(Saved data entries)
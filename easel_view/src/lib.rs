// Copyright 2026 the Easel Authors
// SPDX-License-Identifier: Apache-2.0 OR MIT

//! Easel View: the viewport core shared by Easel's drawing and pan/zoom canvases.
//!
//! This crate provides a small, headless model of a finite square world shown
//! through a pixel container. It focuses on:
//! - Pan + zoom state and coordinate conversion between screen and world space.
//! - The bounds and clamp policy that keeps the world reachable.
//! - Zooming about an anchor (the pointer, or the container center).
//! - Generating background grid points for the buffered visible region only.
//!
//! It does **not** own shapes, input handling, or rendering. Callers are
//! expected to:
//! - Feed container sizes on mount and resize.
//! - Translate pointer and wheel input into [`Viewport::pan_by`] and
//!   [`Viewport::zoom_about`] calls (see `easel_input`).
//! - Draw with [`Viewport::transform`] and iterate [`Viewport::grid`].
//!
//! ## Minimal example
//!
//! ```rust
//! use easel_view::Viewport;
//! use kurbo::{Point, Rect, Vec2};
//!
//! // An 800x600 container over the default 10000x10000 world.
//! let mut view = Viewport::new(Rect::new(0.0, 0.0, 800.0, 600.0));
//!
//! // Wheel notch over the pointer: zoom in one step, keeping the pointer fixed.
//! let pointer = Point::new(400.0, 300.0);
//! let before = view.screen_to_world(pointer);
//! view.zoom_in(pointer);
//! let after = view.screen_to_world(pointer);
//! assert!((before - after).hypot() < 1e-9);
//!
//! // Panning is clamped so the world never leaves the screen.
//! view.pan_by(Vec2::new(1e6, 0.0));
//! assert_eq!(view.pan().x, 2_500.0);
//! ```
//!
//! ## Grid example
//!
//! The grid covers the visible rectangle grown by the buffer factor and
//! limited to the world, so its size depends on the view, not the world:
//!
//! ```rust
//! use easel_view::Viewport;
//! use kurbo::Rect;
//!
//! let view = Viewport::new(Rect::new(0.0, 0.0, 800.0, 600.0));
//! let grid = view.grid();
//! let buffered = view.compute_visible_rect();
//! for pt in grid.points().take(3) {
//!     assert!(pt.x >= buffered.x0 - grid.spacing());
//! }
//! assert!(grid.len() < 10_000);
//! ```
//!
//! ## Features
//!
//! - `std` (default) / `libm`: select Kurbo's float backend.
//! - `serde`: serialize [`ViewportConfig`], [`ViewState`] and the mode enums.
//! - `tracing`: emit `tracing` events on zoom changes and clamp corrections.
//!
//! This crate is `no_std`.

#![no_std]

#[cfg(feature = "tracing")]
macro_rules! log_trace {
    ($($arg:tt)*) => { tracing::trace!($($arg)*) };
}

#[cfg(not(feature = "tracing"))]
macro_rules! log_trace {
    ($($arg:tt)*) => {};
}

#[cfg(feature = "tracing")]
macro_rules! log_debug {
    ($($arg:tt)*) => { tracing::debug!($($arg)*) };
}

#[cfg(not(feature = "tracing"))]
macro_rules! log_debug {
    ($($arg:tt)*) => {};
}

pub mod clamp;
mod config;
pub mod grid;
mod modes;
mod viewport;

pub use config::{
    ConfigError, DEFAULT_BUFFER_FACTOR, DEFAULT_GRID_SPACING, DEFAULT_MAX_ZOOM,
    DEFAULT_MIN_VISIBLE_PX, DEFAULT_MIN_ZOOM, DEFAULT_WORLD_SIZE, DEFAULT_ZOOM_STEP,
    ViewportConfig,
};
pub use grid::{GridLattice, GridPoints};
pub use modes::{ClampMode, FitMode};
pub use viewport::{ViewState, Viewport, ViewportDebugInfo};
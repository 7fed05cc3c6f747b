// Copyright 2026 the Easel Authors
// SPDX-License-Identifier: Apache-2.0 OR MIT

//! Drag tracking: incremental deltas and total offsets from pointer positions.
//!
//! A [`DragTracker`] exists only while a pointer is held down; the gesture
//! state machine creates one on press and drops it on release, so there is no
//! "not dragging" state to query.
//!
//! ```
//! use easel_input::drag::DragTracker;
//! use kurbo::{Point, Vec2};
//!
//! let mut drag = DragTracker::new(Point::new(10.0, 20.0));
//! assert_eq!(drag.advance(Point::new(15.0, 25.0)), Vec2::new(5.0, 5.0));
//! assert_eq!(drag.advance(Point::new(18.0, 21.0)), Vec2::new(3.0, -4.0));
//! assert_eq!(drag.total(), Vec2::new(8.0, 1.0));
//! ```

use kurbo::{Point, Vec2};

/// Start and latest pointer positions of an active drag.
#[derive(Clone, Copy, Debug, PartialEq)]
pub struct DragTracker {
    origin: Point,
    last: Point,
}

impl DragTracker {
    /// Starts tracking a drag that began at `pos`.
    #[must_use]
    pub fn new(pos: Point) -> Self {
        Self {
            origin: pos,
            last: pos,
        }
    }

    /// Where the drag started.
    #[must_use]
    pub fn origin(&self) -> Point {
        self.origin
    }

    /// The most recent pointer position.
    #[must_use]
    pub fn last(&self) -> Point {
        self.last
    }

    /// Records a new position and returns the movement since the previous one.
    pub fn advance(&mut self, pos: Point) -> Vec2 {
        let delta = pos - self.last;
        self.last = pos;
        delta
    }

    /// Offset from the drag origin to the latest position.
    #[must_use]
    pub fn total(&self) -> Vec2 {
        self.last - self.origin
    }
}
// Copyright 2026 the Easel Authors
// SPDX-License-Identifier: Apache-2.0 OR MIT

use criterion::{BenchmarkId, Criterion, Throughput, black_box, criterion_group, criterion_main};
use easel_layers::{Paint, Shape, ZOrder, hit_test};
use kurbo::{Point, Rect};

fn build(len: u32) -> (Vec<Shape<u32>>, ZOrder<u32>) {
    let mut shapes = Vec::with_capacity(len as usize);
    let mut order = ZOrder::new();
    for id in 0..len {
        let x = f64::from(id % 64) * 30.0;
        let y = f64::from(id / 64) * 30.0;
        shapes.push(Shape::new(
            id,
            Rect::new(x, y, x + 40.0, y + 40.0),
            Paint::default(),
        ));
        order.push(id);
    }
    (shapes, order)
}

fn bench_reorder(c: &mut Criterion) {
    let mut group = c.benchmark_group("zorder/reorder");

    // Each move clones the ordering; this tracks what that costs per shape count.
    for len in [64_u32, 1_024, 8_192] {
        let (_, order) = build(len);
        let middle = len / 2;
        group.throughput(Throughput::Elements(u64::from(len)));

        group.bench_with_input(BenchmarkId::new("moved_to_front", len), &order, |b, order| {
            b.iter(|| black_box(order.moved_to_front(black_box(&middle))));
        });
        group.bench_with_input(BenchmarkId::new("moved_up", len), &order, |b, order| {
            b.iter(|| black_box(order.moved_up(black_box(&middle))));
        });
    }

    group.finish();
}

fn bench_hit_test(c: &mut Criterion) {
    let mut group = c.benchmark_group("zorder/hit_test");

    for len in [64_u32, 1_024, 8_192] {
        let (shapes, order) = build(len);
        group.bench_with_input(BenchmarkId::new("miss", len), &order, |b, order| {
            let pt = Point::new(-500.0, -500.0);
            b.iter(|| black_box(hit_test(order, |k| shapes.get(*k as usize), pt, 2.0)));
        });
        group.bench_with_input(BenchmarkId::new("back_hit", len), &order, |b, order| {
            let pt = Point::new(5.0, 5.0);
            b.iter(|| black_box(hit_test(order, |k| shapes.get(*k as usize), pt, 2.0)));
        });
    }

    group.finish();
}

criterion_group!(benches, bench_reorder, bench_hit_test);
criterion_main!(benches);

- REQUIRED WORK
Sift the data above for lines with "from", then copy each one.

- RESPONSE AREA
//! Drag tracking: incremental deltas and total offsets from pointer positions.
    /// Offset from the drag origin to the latest position.
        let x = f64::from(id % 64) * 30.0;
        let y = f64::from(id / 64) * 30.0;
        group.throughput(Throughput::Elements(u64::from(len)));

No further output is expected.